The next year in 166 BC though Eumenes defeated the Galatians and brought an end to the war. In 163 BC King Prusias II of Bithynia brought forth accusasions against Eumenes, probably knowing of the Roman distrust of him and managed to get other cities and the Galatians to do likewise. However, Eumenes sent his brothers Attalos & Athenaios to Rome where they succesfully cleared their brother of all charges, although the Senate still entertained suspicions of Eumenes and even sent envoys to Asia to investigate further. One of them Gaius Sulpicius Gallus arrived in Sardis and sat in the gymnasium for ten days allowing any foul and abrasive language to be spoken about Eumenes and weighing every fact and accusation. Polybios writes that Gallus was a corrupt man who enjoyed quarreling with Eumenes and blames him for making Hellenes more supportive towards Pergamon than Rome. In 159 BC Prusias and the Galatians still had accusations about Eumenes brought to the Senate and again Attalos defended his brother.
Eumenes II died in 158 BC and was succeded by his brother Attalos. He had at least one son also named Attalos. His wife was Stratonike, the daughter of King Ariarathes IV of Kappadokia. Polybios describes Eumenes II' character in Polybios 32.8:
«King Eumenes had lost all his bodily vigour, but his brilliant mental qualities were unimpaired. He was a man in most matters second to none of the princes his contemporaries, but he was greater and more brilliant than any of them in all that was most important and honourable. In the first place while the kingdom, as he inherited it from his father, was confined to a few wretched little towns, he made his own dominions such as to rival the greatest contemporary powers, not for the most part helped by Fortune or by any revolution of circumstance, but by his own acuteness, industry, and energy. Next he was most eager to win reputation, and not only conferred more benefits than any king of his time on Greek cities, but established the fortunes of more individual men. Thirdly, having three brothers not far behind him in age and activity, he kept them all in the position of his obedient satellites and guardians of the dignity of his throne, a thing for which one can find few parallels.»
Eumenes II is probably best remembered for expanding the library of Pergamon, bringing many books to it and thus making it a serious competitor for the library at Alexandreia.

Attalos II Philadelphos

Attalos II became King in 158 BC to act as regent for his nephew Attalos III (son of Eumenes II) still to young to sit on the throne. Attalos married (again) Stratonike, the widow of Eumenes II and stepmother of Attalos III. Attalos II himself had as previously mentioned acted as his brother's right-hand during the last decades and while Eumenes had become distrusted by the Roman Senate, apparently Attalos retained a cordial relationship with them, mostly due to the fact he had accompanied the Roman armies in Greece during the Third Macedonian War. He had fought against the Galatians in 188 BC alongside Gnaeus Manlius Vulso following the victory at Magnesia and also fought as a general in the war against Pharnakes of Pontos.

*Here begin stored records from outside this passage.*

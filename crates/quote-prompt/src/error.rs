//! Error types for prompt operations

use thiserror::Error;

/// Result type for prompt operations
pub type Result<T> = std::result::Result<T, PromptError>;

/// Errors that can occur during prompt operations
#[derive(Error, Debug)]
pub enum PromptError {
    /// Template parsing failed
    #[error("Failed to parse template '{name}' for language '{language}': {detail}")]
    TemplateParseFailed {
        name: String,
        language: String,
        detail: String,
    },

    /// Template rendering failed
    #[error("Failed to render template '{name}': {detail}")]
    RenderError { name: String, detail: String },

    /// No variant available for any language
    #[error("No language available for template '{0}'")]
    NoLanguageAvailable(String),

    /// Prompt layer file could not be read or parsed
    #[error("Failed to load prompt layer '{path}': {detail}")]
    LayerLoadError { path: String, detail: String },

    /// IO error
    #[error("IO error: {0}")]
    IoError(#[from] std::io::Error),
}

His first mentioned act as a King was in 157 BC when he set up Alexandros Balas as claimant to the Seleukid throne, a response to the current Seleukid King Demetrios I Soter's actions in Kappadokia where he had ousted the King Ariarathes V (brother of Attalos' wife Stratonike) and installed a client king Orophrenes. In addition to sharing family bonds, Ariarathes V was a good friend of Attalos II as it is likely they both studied in Athenai together in their youth. The following year Ariarathes V was returned to the Kappadokian throne, with Roman and Pergamene aid.
In the same year Attalos suffered a defeat at the hands of Prusias II who pursued him to Pergamon and accordingly ravaged the countryside and sacked temples and brought temple treasuries back to Bithynia, a great offense against the gods who exacted revenge when hunger and dysentry took its toll on the Bithynian army when it marched home for winter quarters (according to Polybios). Attalos sent his brother Athenaios to Rome to protest Prusias' behaviour, but the Senate at first believed it to be a pretext for Attalos to invade and a belief the envoys of Prusias encouraged, although when more information came in indicating Prusias was the instigator of the conflict the Senate, in doubt what to believe, sent a delegation to investigate in 155 BC. The delegation was harshly treated by Prusias apparently and when they returned the Senate was outraged and this time sent ten legates to threaten Prusias into making peace. When the ten legates arrived in Asia Minor they found Attalos mustering his army and who had also received reinforcements from Ariarathes V and Mithridates IV of Pontos. After confering with him, they traveled to Bithynia where they delivered the Senate's message to Prusias, who resisted most of them. Acting on behalf of the Roman Republic the legates renounced the alliance and friendship between the two states and publically sided with Attalos. After that they ordered Attalos not to invade Bithynia and instead protect his holdings and while some legates traveled back to Rome, the remainder went to Ionia, Byzantion and the Hellespont calling on the cities there to renounce their alliance with Prusias and support Attalos. When the Roman Senate dispatched more warships to aid Attalos, Prusias was forced to concede defeat and in the peace treaty made in 154 BC, he had to repair damages to the cities he had sacked, pay indemnites and also hand over twenty quinquiremes to Attalos at once and give up his conquests.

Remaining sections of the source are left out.